* Exercise *
Copy the lines of the entries exactly, from the opening one to the one holding "result of the", and leave out everything after.

━━ Records to use

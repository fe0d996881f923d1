//! Orientation and intersection predicates over integer points.
//!
//! All functions here are total: any pair of segments (including
//! non axis-aligned ones) over the full `i64` range is accepted, and
//! every orientation decision is exact. Zero-length segments are
//! accepted but the answers are only the literal result of the
//! formulas.
use geo::{kernels::Orientation, Coordinate, Line};

/// Returns twice the signed area of the triangle `abc`.
///
/// The area is positive if `c` is strictly to the left of the
/// directed line `a -> b`, negative if it is strictly to the right and
/// zero if the three points are collinear.
///
/// The sign is always exact. The magnitude is exact up to
/// `i128::MAX`; larger areas (only possible with coordinates near the
/// ends of the `i64` range) saturate to `i128::MAX` or `-i128::MAX`.
pub fn signed_area(a: Coordinate<i64>, b: Coordinate<i64>, c: Coordinate<i64>) -> i128 {
    let (ax, ay) = (a.x as i128, a.y as i128);
    let (bx, by) = (b.x as i128, b.y as i128);
    let (cx, cy) = (c.x as i128, c.y as i128);

    // Differences fit in `i128`, but their products need up to 128
    // bits of magnitude, so multiply magnitudes as `u128`.
    let (lneg, lmag) = product(bx - ax, cy - ay);
    let (rneg, rmag) = product(cx - ax, by - ay);

    // left - right
    let (neg, mag) = if lneg != rneg {
        (lneg, lmag.saturating_add(rmag))
    } else if lmag >= rmag {
        (lneg, lmag - rmag)
    } else {
        (!lneg, rmag - lmag)
    };
    let mag = mag.min(i128::MAX as u128) as i128;
    if neg {
        -mag
    } else {
        mag
    }
}

/// Product of two values of magnitude below `2^64`, as a sign flag
/// (`true` if negative) and magnitude.
#[inline]
fn product(a: i128, b: i128) -> (bool, u128) {
    ((a < 0) != (b < 0), a.unsigned_abs() * b.unsigned_abs())
}

/// Orientation of `c` relative to the directed line `a -> b`.
pub fn orientation(a: Coordinate<i64>, b: Coordinate<i64>, c: Coordinate<i64>) -> Orientation {
    match signed_area(a, b, c) {
        area if area > 0 => Orientation::CounterClockwise,
        area if area < 0 => Orientation::Clockwise,
        _ => Orientation::Collinear,
    }
}

/// Checks if `p`, `q` and `r` lie on a common line.
#[inline]
pub fn collinear(p: Coordinate<i64>, q: Coordinate<i64>, r: Coordinate<i64>) -> bool {
    signed_area(p, q, r) == 0
}

/// Checks if `c` is strictly to the left of the directed line `a -> b`.
#[inline]
pub fn is_left(a: Coordinate<i64>, b: Coordinate<i64>, c: Coordinate<i64>) -> bool {
    signed_area(a, b, c) > 0
}

/// Checks if `c` lies on the closed segment `a-b`.
///
/// The point must be collinear with `a` and `b`. Containment is then
/// checked on the x-axis, or on the y-axis if the segment is
/// vertical.
pub fn between(a: Coordinate<i64>, b: Coordinate<i64>, c: Coordinate<i64>) -> bool {
    if !collinear(a, b, c) {
        return false;
    }
    let (lo, hi, v) = if a.x != b.x {
        (a.x.min(b.x), a.x.max(b.x), c.x)
    } else {
        (a.y.min(b.y), a.y.max(b.y), c.y)
    };
    lo <= v && v <= hi
}

/// Checks if the two segments cross at a point interior to both.
///
/// Returns `false` whenever an end-point of one segment is collinear
/// with the other segment.
pub fn intersects_properly(s1: Line<i64>, s2: Line<i64>) -> bool {
    if collinear(s1.start, s1.end, s2.start)
        || collinear(s1.start, s1.end, s2.end)
        || collinear(s2.start, s2.end, s1.start)
        || collinear(s2.start, s2.end, s1.end)
    {
        return false;
    }

    (is_left(s1.start, s1.end, s2.start) ^ is_left(s1.start, s1.end, s2.end))
        && (is_left(s2.start, s2.end, s1.start) ^ is_left(s2.start, s2.end, s1.end))
}

/// Checks if the two segments intersect, but not properly.
///
/// This covers shared end-points, an end-point touching the interior
/// of the other segment, and collinear overlaps.
pub fn intersects_improperly(s1: Line<i64>, s2: Line<i64>) -> bool {
    intersects(s1, s2) && !intersects_properly(s1, s2)
}

/// Checks if the two closed segments share at least one point.
pub fn intersects(s1: Line<i64>, s2: Line<i64>) -> bool {
    intersects_properly(s1, s2)
        || between(s1.start, s1.end, s2.start)
        || between(s1.start, s1.end, s2.end)
        || between(s2.start, s2.end, s1.start)
        || between(s2.start, s2.end, s1.end)
}
#![allow(dead_code)]

use std::iter::FromIterator;

use geo::Line;
use ortho_crossings::{brute_force_intersections, Intersections, Sweep};

pub fn count_sweep(lines: &[Line<i64>]) -> usize {
    Intersections::from_iter(lines.iter()).count()
}

pub fn count_stepped(lines: &[Line<i64>]) -> usize {
    let mut sweep = Sweep::new(lines.iter());
    while !sweep.is_finished() {
        sweep.step();
    }
    sweep.intersections().len()
}

pub fn count_brute(lines: &[Line<i64>]) -> usize {
    brute_force_intersections(lines).len()
}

━━━━

* Response *
repository fe0d996881f923d1
//! Orientation and intersection predicates over integer points.
//!
//! All functions here are total: any pair of segments (including
//! non axis-aligned ones) over the full `i64` range is accepted, and
//! every orientation decision is exact. Zero-length segments are
//! accepted but the answers are only the literal result of the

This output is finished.